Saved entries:
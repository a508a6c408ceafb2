//! The per-item commit sequence.
//!
//! ```text
//!  0. already checkpointed?  → skip
//!  1. append result (if any) → result log      (fsync)
//!  2. append checkpoint      → success/failure (fsync)
//!  3. insert into the in-memory done set
//! ```
//!
//! If step 2 fails the result from step 1 is truncated away again, so a
//! failed commit leaves the document in neither log and the next run redoes
//! it cleanly. A crash between 1 and 2 still leaves a result without a
//! checkpoint; the next run redoes the document and appends a second,
//! identical result. A
//! checkpoint is never written before its result, so a Success checkpoint
//! always has a durable record behind it.

use crate::checkpoint::{CheckpointOutcome, CheckpointRecord, CheckpointStore};
use crate::config::LogPaths;
use crate::error::{BatchError, CommitError};
use crate::output::{DocumentId, ResultRecord};
use crate::sink::ResultSink;
use tracing::{debug, warn};

/// Whether [`CommitLog::commit`] wrote anything.
#[derive(Debug, Clone, Copy, PartialEq, Eq)]
pub enum CommitStatus {
    Committed,
    /// The document already had a checkpoint; nothing was written.
    AlreadyDone,
}

/// Result sink and checkpoint store behind one commit operation.
#[derive(Debug)]
pub struct CommitLog {
    results: ResultSink,
    checkpoints: CheckpointStore,
}

impl CommitLog {
    pub fn new(results: ResultSink, checkpoints: CheckpointStore) -> Self {
        Self {
            results,
            checkpoints,
        }
    }

    /// Open all three logs for `paths`.
    pub async fn open(paths: &LogPaths) -> Result<Self, BatchError> {
        let checkpoints = CheckpointStore::open(paths).await?;
        let results = ResultSink::open(&paths.results).await?;
        Ok(Self::new(results, checkpoints))
    }

    pub fn checkpoints(&self) -> &CheckpointStore {
        &self.checkpoints
    }

    /// Run the commit sequence for one document.
    ///
    /// `result` is ignored for Failure outcomes.
    pub async fn commit(
        &self,
        id: &DocumentId,
        result: Option<&ResultRecord>,
        outcome: CheckpointOutcome,
    ) -> Result<CommitStatus, CommitError> {
        if self.checkpoints.is_done(id) {
            return Ok(CommitStatus::AlreadyDone);
        }
        let appended = match (result, outcome.is_failure()) {
            (Some(record), false) => Some(self.results.append(record).await?),
            _ => None,
        };
        let marked = self
            .checkpoints
            .mark(&CheckpointRecord::new(id.clone(), outcome))
            .await;
        if let (Err(e), Some(mark)) = (&marked, appended) {
            // Leave neither log holding the document, so the redo adds no duplicate.
            match self.results.retract(mark).await {
                Ok(true) => debug!(doc = %id, "Result retracted after checkpoint failure"),
                Ok(false) => warn!(doc = %id, error = %e, "Result kept without checkpoint"),
                Err(re) => warn!(doc = %id, error = %re, "Result retraction failed"),
            }
        }
        marked?;
        Ok(CommitStatus::Committed)
    }
}

#[cfg(test)]
mod tests {
    use super::*;
    use crate::config::ExtractionMode;
    use crate::error::CommitError;
    use crate::sink::read_result_log;
    use tempfile::TempDir;

    #[tokio::test]
    async fn success_writes_result_then_checkpoint() {
        let dir = TempDir::new().unwrap();
        let paths = LogPaths::for_mode(dir.path(), ExtractionMode::Description);
        let log = CommitLog::open(&paths).await.unwrap();
        let id = DocumentId::new("CN1A");
        let rec = ResultRecord::new(&id).with_field("description", "正文");

        let status = log.commit(&id, Some(&rec), CheckpointOutcome::Success).await.unwrap();
        assert_eq!(status, CommitStatus::Committed);
        assert!(log.checkpoints().is_succeeded(&id));
        assert_eq!(read_result_log(&paths.results).await.unwrap().records, vec![rec]);
    }

    #[tokio::test]
    async fn second_commit_is_skipped() {
        let dir = TempDir::new().unwrap();
        let paths = LogPaths::for_mode(dir.path(), ExtractionMode::FrontPage);
        let log = CommitLog::open(&paths).await.unwrap();
        let id = DocumentId::new("CN1A");
        let rec = ResultRecord::new(&id).with_field("left", "l");

        log.commit(&id, Some(&rec), CheckpointOutcome::Success).await.unwrap();
        let again = log
            .commit(&id, Some(&rec), CheckpointOutcome::Failure("late".into()))
            .await
            .unwrap();
        assert_eq!(again, CommitStatus::AlreadyDone);
        assert_eq!(std::fs::read_to_string(&paths.success).unwrap().lines().count(), 1);
        assert_eq!(std::fs::read_to_string(&paths.failure).unwrap(), "");
        assert_eq!(read_result_log(&paths.results).await.unwrap().records.len(), 1);
    }

    #[tokio::test]
    async fn failure_writes_no_result() {
        let dir = TempDir::new().unwrap();
        let paths = LogPaths::for_mode(dir.path(), ExtractionMode::Description);
        let log = CommitLog::open(&paths).await.unwrap();
        let id = DocumentId::new("CN2B");
        let rec = ResultRecord::new(&id);

        log.commit(&id, Some(&rec), CheckpointOutcome::Failure("corrupt".into()))
            .await
            .unwrap();
        assert!(log.checkpoints().is_done(&id));
        assert!(!log.checkpoints().is_succeeded(&id));
        assert!(read_result_log(&paths.results).await.unwrap().records.is_empty());
    }

    #[tokio::test]
    async fn failed_result_append_leaves_no_trace() {
        let dir = TempDir::new().unwrap();
        let paths = LogPaths::for_mode(dir.path(), ExtractionMode::Description);
        let log = CommitLog::open(&paths).await.unwrap();
        let id = DocumentId::new("CN1A");
        let rec = ResultRecord::new(&id).with_field("description", "正文");

        log.results.log().fail_next_append(7, false).await;
        let err = log.commit(&id, Some(&rec), CheckpointOutcome::Success).await.unwrap_err();
        assert!(matches!(err, CommitError::ResultAppend { .. }), "{err}");
        assert!(!log.checkpoints().is_done(&id));
        assert_eq!(std::fs::read_to_string(&paths.results).unwrap(), "");
        assert_eq!(std::fs::read_to_string(&paths.success).unwrap(), "");

        // A retry in the same run goes through.
        log.commit(&id, Some(&rec), CheckpointOutcome::Success).await.unwrap();
        assert_eq!(read_result_log(&paths.results).await.unwrap().records, vec![rec]);
    }

    #[tokio::test]
    async fn failed_checkpoint_append_retracts_the_result() {
        let dir = TempDir::new().unwrap();
        let paths = LogPaths::for_mode(dir.path(), ExtractionMode::Description);
        let id = DocumentId::new("CN2B");
        let rec = ResultRecord::new(&id).with_field("description", "正文");
        {
            let log = CommitLog::open(&paths).await.unwrap();
            log.checkpoints().log(false).fail_next_append(2, false).await;
            let err = log.commit(&id, Some(&rec), CheckpointOutcome::Success).await.unwrap_err();
            assert!(matches!(err, CommitError::CheckpointAppend { .. }), "{err}");
            assert!(!log.checkpoints().is_done(&id));
        }

        assert!(read_result_log(&paths.results).await.unwrap().records.is_empty());
        assert_eq!(std::fs::read_to_string(&paths.success).unwrap(), "");
        let reopened = CommitLog::open(&paths).await.unwrap();
        assert!(!reopened.checkpoints().is_done(&id));
    }
}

* [Problem requirements]:
Copy out each line of the records that holds the string "behind".

* [Task solution]:
//! always has a durable record behind it.
/// Result sink and checkpoint store behind one commit operation.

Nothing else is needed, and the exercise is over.